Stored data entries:
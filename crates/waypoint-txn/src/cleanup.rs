use crate::error::StoreError;
use crate::model::{AtrState, DocId, TransactionConfig};
use crate::store::DocumentStore;
use std::sync::Arc;
use std::time::Duration;

fn now_ns() -> u128 {
    std::time::SystemTime::now()
        .duration_since(std::time::UNIX_EPOCH)
        .unwrap_or_default()
        .as_nanos()
}

/// Background loop owned by the cluster handle: periodically scans
/// every ATR shard in the metadata collection and, for any entry past its
/// expiry, rolls it forward (state `Committed`) or back (`Pending`/
/// `Aborted`) exactly as the original attempt would have. Idempotent --
/// running it concurrently from multiple clients against the same entry is
/// safe, the loser just sees its own `update_atr_entry` overwritten or a
/// mutation already reverted.
pub struct LostTransactionsCleanup<S: DocumentStore> {
    store: Arc<S>,
    config: TransactionConfig,
}

impl<S: DocumentStore> LostTransactionsCleanup<S> {
    pub fn new(store: Arc<S>, config: TransactionConfig) -> Self {
        LostTransactionsCleanup { store, config }
    }

    fn atr_for_shard(&self, shard: u32) -> DocId {
        let meta = &self.config.metadata_collection;
        DocId::new(
            meta.bucket.clone(),
            meta.scope.clone(),
            meta.collection.clone(),
            format!("_txn:atr-{:04}", shard),
        )
    }

    /// Scan every shard once, returning the number of entries cleaned up.
    pub async fn run_once(&self) -> Result<usize, StoreError> {
        if !self.config.cleanup_lost_attempts_enabled {
            return Ok(0);
        }
        let now = now_ns();
        let mut cleaned = 0;
        for shard in 0..self.config.atr_shards {
            let atr = self.atr_for_shard(shard);
            let entries = match self.store.list_atr_entries(&atr).await {
                Ok(entries) => entries,
                Err(StoreError::NotFound) => continue,
                Err(err) => return Err(err),
            };
            for mut entry in entries {
                if entry.state.is_terminal() || !entry.has_expired(now) {
                    continue;
                }
                match entry.state {
                    AtrState::Committed => {
                        for mutation in &entry.staged_mutations {
                            let _ = self.store.unstage_mutation(mutation).await;
                        }
                        entry.state = AtrState::Completed;
                    }
                    _ => {
                        for mutation in &entry.staged_mutations {
                            let _ = self.store.revert_mutation(mutation).await;
                        }
                        entry.state = AtrState::RolledBack;
                    }
                }
                self.store.update_atr_entry(&atr, &entry).await?;
                cleaned += 1;
            }
        }
        Ok(cleaned)
    }

    pub fn spawn(self: Arc<Self>, interval: Duration) -> tokio::task::JoinHandle<()> {
        tokio::spawn(async move {
            let mut ticker = tokio::time::interval(interval);
            loop {
                ticker.tick().await;
                match self.run_once().await {
                    Ok(cleaned) if cleaned > 0 => {
                        tracing::info!(cleaned, "lost-transaction cleanup pass completed")
                    }
                    Ok(_) => {}
                    Err(err) => tracing::warn!(%err, "lost-transaction cleanup pass failed"),
                }
            }
        })
    }
}

#[cfg(test)]
mod tests {
    use super::*;
    use crate::model::{AtrEntry, Cas, DocId as D, StagedMutation, StagedOpKind};
    use crate::test_support::FakeStore;

    #[tokio::test]
    async fn rolls_forward_an_expired_committed_entry() {
        let store = Arc::new(FakeStore::new());
        let config = TransactionConfig {
            atr_shards: 4,
            ..Default::default()
        };
        let cleanup = LostTransactionsCleanup::new(store.clone(), config.clone());

        let doc = D::new("b", "_default", "_default", "orphan");
        store.seed(doc.clone(), serde_json::json!({"v": 0}));
        let atr = cleanup.atr_for_shard(0);
        let entry = AtrEntry {
            attempt_id: "lost-1".to_string(),
            transaction_id: "txn-lost".to_string(),
            state: AtrState::Committed,
            start_ns: 0,
            expires_after_ms: 1,
            staged_mutations: vec![StagedMutation {
                doc: doc.clone(),
                kind: StagedOpKind::Replace,
                staged_content: Some(serde_json::json!({"v": 1})),
                cas: Cas(1),
            }],
        };
        store.insert_atr_entry(&atr, &entry).await.unwrap();

        let cleaned = cleanup.run_once().await.unwrap();
        assert_eq!(cleaned, 1);
        assert_eq!(
            store.committed_content(&doc).unwrap(),
            serde_json::json!({"v": 1})
        );
    }

    #[tokio::test]
    async fn leaves_unexpired_entries_alone() {
        let store = Arc::new(FakeStore::new());
        let config = TransactionConfig {
            atr_shards: 4,
            ..Default::default()
        };
        let cleanup = LostTransactionsCleanup::new(store.clone(), config);
        let atr = cleanup.atr_for_shard(0);
        let entry = AtrEntry {
            attempt_id: "alive-1".to_string(),
            transaction_id: "txn-alive".to_string(),
            state: AtrState::Pending,
            start_ns: now_ns(),
            expires_after_ms: 60_000,
            staged_mutations: vec![],
        };
        store.insert_atr_entry(&atr, &entry).await.unwrap();

        assert_eq!(cleanup.run_once().await.unwrap(), 0);
    }
}
use serde::{Deserialize, Serialize};
use std::time::Duration;

/// A document's coordinates within a cluster. Deliberately a local copy
/// rather than a re-export of the top-level crate's public document type:
/// this crate has no dependency on `waypoint-net`/`waypoint-http`, and is
/// driven entirely through the [`crate::store::DocumentStore`] capability
/// interface, so it only needs the fields it actually reads.
#[derive(Debug, Clone, PartialEq, Eq, Hash, Serialize, Deserialize)]
pub struct DocId {
    pub bucket: String,
    pub scope: String,
    pub collection: String,
    pub key: String,
}

impl DocId {
    pub fn new(
        bucket: impl Into<String>,
        scope: impl Into<String>,
        collection: impl Into<String>,
        key: impl Into<String>,
    ) -> Self {
        DocId {
            bucket: bucket.into(),
            scope: scope.into(),
            collection: collection.into(),
            key: key.into(),
        }
    }
}

/// Opaque CAS token, compared for equality only. Zero means unset, matching
/// the wire-level convention the KV protocol uses.
#[derive(Debug, Clone, Copy, PartialEq, Eq, Default, Serialize, Deserialize)]
pub struct Cas(pub u64);

/// The kind of mutation staged against a document.
#[derive(Debug, Clone, Copy, PartialEq, Eq, Serialize, Deserialize)]
pub enum StagedOpKind {
    Insert,
    Replace,
    Remove,
}

/// One entry in an ATR's `staged_mutations` list.
#[derive(Debug, Clone, Serialize, Deserialize)]
pub struct StagedMutation {
    pub doc: DocId,
    pub kind: StagedOpKind,
    /// Content staged under the document's transactional xattr. Absent for
    /// `Remove`.
    pub staged_content: Option<serde_json::Value>,
    /// CAS observed on the live document when this mutation was staged,
    /// used to detect a write-write race at commit/rollback time.
    pub cas: Cas,
}

/// State of one attempt's active-transaction-record entry.
#[derive(Debug, Clone, Copy, PartialEq, Eq, Serialize, Deserialize)]
pub enum AtrState {
    Pending,
    Committed,
    Completed,
    Aborted,
    RolledBack,
}

impl AtrState {
    pub fn is_terminal(self) -> bool {
        matches!(self, AtrState::Completed | AtrState::RolledBack)
    }
}

/// The designated-collection document holding every in-flight attempt's
/// entry for one ATR keyspace shard.
#[derive(Debug, Clone, Serialize, Deserialize)]
pub struct AtrEntry {
    pub attempt_id: String,
    pub transaction_id: String,
    pub state: AtrState,
    pub start_ns: u128,
    pub expires_after_ms: u64,
    pub staged_mutations: Vec<StagedMutation>,
}

impl AtrEntry {
    pub fn has_expired(&self, now_ns: u128) -> bool {
        let expires_after = self.expires_after_ms as u128 * 1_000_000;
        now_ns.saturating_sub(self.start_ns) > expires_after
    }
}

/// An attempt's own state machine position within the transaction engine.
#[derive(Debug, Clone, Copy, PartialEq, Eq, Serialize, Deserialize)]
pub enum AttemptState {
    NotStarted,
    Started,
    Committing,
    Unstaging,
    Completed,
    Aborted,
    RollingBack,
    RolledBack,
}

impl AttemptState {
    pub fn is_terminal(self) -> bool {
        matches!(self, AttemptState::Completed | AttemptState::RolledBack)
    }
}

/// Durability level requested for ATR writes and unstaged mutations. A local
/// copy of `waypoint_wire::DurabilityLevel`'s variants, kept separate so
/// this crate does not depend on the wire crate.
#[derive(Debug, Clone, Copy, PartialEq, Eq, Default, Serialize, Deserialize)]
pub enum DurabilityLevel {
    #[default]
    Majority,
    MajorityAndPersistToActive,
    PersistToMajority,
    None,
}

/// Per-transaction configuration, applied to every attempt it runs.
#[derive(Debug, Clone)]
pub struct TransactionConfig {
    pub durability: DurabilityLevel,
    pub expiration: Duration,
    pub metadata_collection: DocId,
    pub atr_shards: u32,
    pub cleanup_enabled: bool,
    pub cleanup_lost_attempts_enabled: bool,
}

impl Default for TransactionConfig {
    fn default() -> Self {
        TransactionConfig {
            durability: DurabilityLevel::Majority,
            expiration: Duration::from_secs(15),
            metadata_collection: DocId::new("default", "_default", "_default", ""),
            atr_shards: 1024,
            cleanup_enabled: true,
            cleanup_lost_attempts_enabled: true,
        }
    }
}

pub const MAX_EXPIRATION: Duration = Duration::from_secs(120);

#[cfg(test)]
mod tests {
    use super::*;

    #[test]
    fn atr_state_terminality() {
        assert!(!AtrState::Pending.is_terminal());
        assert!(!AtrState::Committed.is_terminal());
        assert!(!AtrState::Aborted.is_terminal());
        assert!(AtrState::Completed.is_terminal());
        assert!(AtrState::RolledBack.is_terminal());
    }

    #[test]
    fn entry_expiry_is_relative_to_start() {
        let entry = AtrEntry {
            attempt_id: "a".to_string(),
            transaction_id: "t".to_string(),
            state: AtrState::Pending,
            start_ns: 1_000_000_000,
            expires_after_ms: 10,
            staged_mutations: vec![],
        };
        assert!(!entry.has_expired(1_000_000_000 + 5_000_000));
        assert!(entry.has_expired(1_000_000_000 + 20_000_000));
    }
}
use crate::hello::{NegotiatedFeatures, ADVERTISED_FEATURES};
use crate::transport::Connection;
use crate::Error;
use bytes::{Bytes, BytesMut};
use std::collections::HashMap;
use waypoint_wire::{DataType, Frame, FramingExtras, Magic, Opcode};

/// Server-supplied mapping from status code to retry-relevant attributes,
/// fetched once per session via `GET_ERROR_MAP` during negotiation.
#[derive(Debug, Clone, Default)]
pub struct ErrorMap {
    pub entries: HashMap<u16, ErrorMapEntry>,
}

#[derive(Debug, Clone)]
pub struct ErrorMapEntry {
    pub name: String,
    pub description: String,
    pub attributes: Vec<String>,
    pub retry: Option<ErrorMapRetry>,
}

/// The server's suggested backoff shape for retrying a status, present when
/// `attributes` contains `retry-now` or `retry-later`.
#[derive(Debug, Clone)]
pub struct ErrorMapRetry {
    pub strategy: String,
    pub interval_ms: u64,
    pub after_ms: u64,
    pub ceil_ms: u64,
    pub max_duration_ms: u64,
}

impl ErrorMap {
    fn from_json(value: &serde_json::Value) -> ErrorMap {
        let mut entries = HashMap::new();
        if let Some(map) = value.get("errors").and_then(|v| v.as_object()) {
            for (code, entry) in map {
                let Ok(code) = u16::from_str_radix(code.trim_start_matches("0x"), 16) else {
                    continue;
                };
                entries.insert(
                    code,
                    ErrorMapEntry {
                        name: entry.get("name").and_then(|v| v.as_str()).unwrap_or_default().to_string(),
                        description: entry
                            .get("desc")
                            .and_then(|v| v.as_str())
                            .unwrap_or_default()
                            .to_string(),
                        attributes: entry
                            .get("attrs")
                            .and_then(|v| v.as_array())
                            .map(|a| a.iter().filter_map(|v| v.as_str().map(str::to_string)).collect())
                            .unwrap_or_default(),
                        retry: parse_retry(entry.get("retry")),
                    },
                );
            }
        }
        ErrorMap { entries }
    }

    /// Whether the server's error map marks `code` as safe to retry, per the
    /// `retry-now`/`retry-later` attributes on its entry (if any).
    pub fn suggests_retry(&self, code: u16) -> bool {
        self.entries
            .get(&code)
            .map(|entry| {
                entry.retry.is_some()
                    || entry
                        .attributes
                        .iter()
                        .any(|a| a == "retry-now" || a == "retry-later")
            })
            .unwrap_or(false)
    }
}

fn parse_retry(value: Option<&serde_json::Value>) -> Option<ErrorMapRetry> {
    let retry = value?.as_object()?;
    Some(ErrorMapRetry {
        strategy: retry
            .get("strategy")
            .and_then(|v| v.as_str())
            .unwrap_or_default()
            .to_string(),
        interval_ms: retry.get("interval").and_then(|v| v.as_u64()).unwrap_or(0),
        after_ms: retry.get("after").and_then(|v| v.as_u64()).unwrap_or(0),
        ceil_ms: retry.get("ceil").and_then(|v| v.as_u64()).unwrap_or(0),
        max_duration_ms: retry
            .get("max-duration")
            .and_then(|v| v.as_u64())
            .unwrap_or(0),
    })
}

fn request(opcode: Opcode, key: Bytes, value: Bytes) -> Frame {
    Frame {
        magic: Magic::Request,
        opcode,
        data_type: DataType::empty(),
        vbucket_or_status: 0,
        opaque: 0,
        cas: 0,
        framing_extras: FramingExtras::default(),
        extras: Bytes::new(),
        key,
        value,
    }
}

/// Send `HELLO` advertising every feature in [`ADVERTISED_FEATURES`], under
/// the given client identification string.
pub async fn say_hello(conn: &mut Connection, client_id: &str) -> Result<NegotiatedFeatures, Error> {
    let mut value = BytesMut::with_capacity(ADVERTISED_FEATURES.len() * 2);
    for feature in ADVERTISED_FEATURES {
        value.extend_from_slice(&(*feature as u16).to_be_bytes());
    }
    let response = conn
        .send_and_recv(request(Opcode::Hello, Bytes::copy_from_slice(client_id.as_bytes()), value.freeze()))
        .await?;
    if !response.status().is_success() {
        return Err(Error::NegotiationFailed);
    }
    let codes: Vec<u16> = response
        .value
        .chunks_exact(2)
        .map(|c| u16::from_be_bytes([c[0], c[1]]))
        .collect();
    Ok(NegotiatedFeatures::from_wire_codes(&codes))
}

/// Fetch the server's error map (format version 2), used to interpret any
/// status code the client does not already recognise.
pub async fn fetch_error_map(conn: &mut Connection) -> Result<ErrorMap, Error> {
    let version = Bytes::copy_from_slice(&2u16.to_be_bytes());
    let response = conn
        .send_and_recv(request(Opcode::GetErrorMap, Bytes::new(), version))
        .await?;
    if !response.status().is_success() {
        return Ok(ErrorMap::default());
    }
    let parsed: serde_json::Value = serde_json::from_slice(&response.value).unwrap_or_default();
    Ok(ErrorMap::from_json(&parsed))
}

/// `SELECT_BUCKET`, issued once a session is scoped to a specific bucket.
pub async fn select_bucket(conn: &mut Connection, bucket: &str) -> Result<(), Error> {
    let response = conn
        .send_and_recv(request(Opcode::SelectBucket, Bytes::copy_from_slice(bucket.as_bytes()), Bytes::new()))
        .await?;
    if response.status().is_success() {
        Ok(())
    } else {
        Err(Error::NegotiationFailed)
    }
}
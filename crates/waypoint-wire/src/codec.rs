use crate::{CompressionOptions, Error, Frame, HEADER_LEN};
use bytes::BytesMut;
use tokio_util::codec::{Decoder, Encoder};

/// A `tokio_util::codec` `Decoder`/`Encoder` pair for the binary protocol,
/// used to drive `FramedRead`/`FramedWrite` the same way a
/// `LengthDelimitedCodec` would -- except our length lives at a fixed
/// offset inside a fixed-size header rather than being the whole frame.
pub struct FrameCodec {
    compression: CompressionOptions,
}

impl FrameCodec {
    pub fn new(compression: CompressionOptions) -> Self {
        FrameCodec { compression }
    }
}

impl Decoder for FrameCodec {
    type Item = Frame;
    type Error = Error;

    fn decode(&mut self, src: &mut BytesMut) -> Result<Option<Frame>, Error> {
        if src.len() < HEADER_LEN {
            return Ok(None);
        }
        let total_body_len =
            u32::from_be_bytes([src[8], src[9], src[10], src[11]]) as usize;
        let frame_len = HEADER_LEN + total_body_len;
        if src.len() < frame_len {
            src.reserve(frame_len - src.len());
            return Ok(None);
        }

        let frame_bytes = src.split_to(frame_len).freeze();
        Frame::decode(frame_bytes).map(Some)
    }
}

impl Encoder<Frame> for FrameCodec {
    type Error = Error;

    fn encode(&mut self, frame: Frame, dst: &mut BytesMut) -> Result<(), Error> {
        dst.extend_from_slice(&frame.encode(&self.compression));
        Ok(())
    }
}
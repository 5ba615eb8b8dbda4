//! Client-coordinated multi-document ACID transactions layered on a
//! [`store::DocumentStore`]: per-attempt staging via document extended
//! attributes, an active-transaction-record protocol for commit/rollback,
//! write-write conflict resolution, and a lost-transactions cleanup loop.
//!
//! This crate has no dependency on `waypoint-net`/`waypoint-http` -- it is
//! driven entirely through the `DocumentStore` capability interface, which
//! the top-level crate implements over a binary session. That keeps the
//! attempt state machine testable against an in-process fake instead of a
//! live cluster.

mod attempt;
mod cleanup;
mod error;
mod model;
mod runner;
mod store;

#[cfg(test)]
mod test_support;

pub use attempt::{AttemptContext, OperationError, TxnDocument};
pub use cleanup::LostTransactionsCleanup;
pub use error::{StoreError, TransactionError};
pub use model::{
    AtrEntry, AtrState, AttemptState, Cas, DocId, DurabilityLevel, StagedMutation, StagedOpKind,
    TransactionConfig, MAX_EXPIRATION,
};
pub use runner::Transactions;
pub use store::{DocumentStore, StoredDocument, TransactionalXattr};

§ Your goal:
Copy nothing beyond the line containing "std::time::SystemTime::now()". Transcribe exactly from the first line of the entries down to that line, inclusive.

§ Problem solution:
filename crates/waypoint-txn/src/cleanup.rs
use crate::error::StoreError;
use crate::model::{AtrState, DocId, TransactionConfig};
use crate::store::DocumentStore;
use std::sync::Arc;
use std::time::Duration;

fn now_ns() -> u128 {
    std::time::SystemTime::now()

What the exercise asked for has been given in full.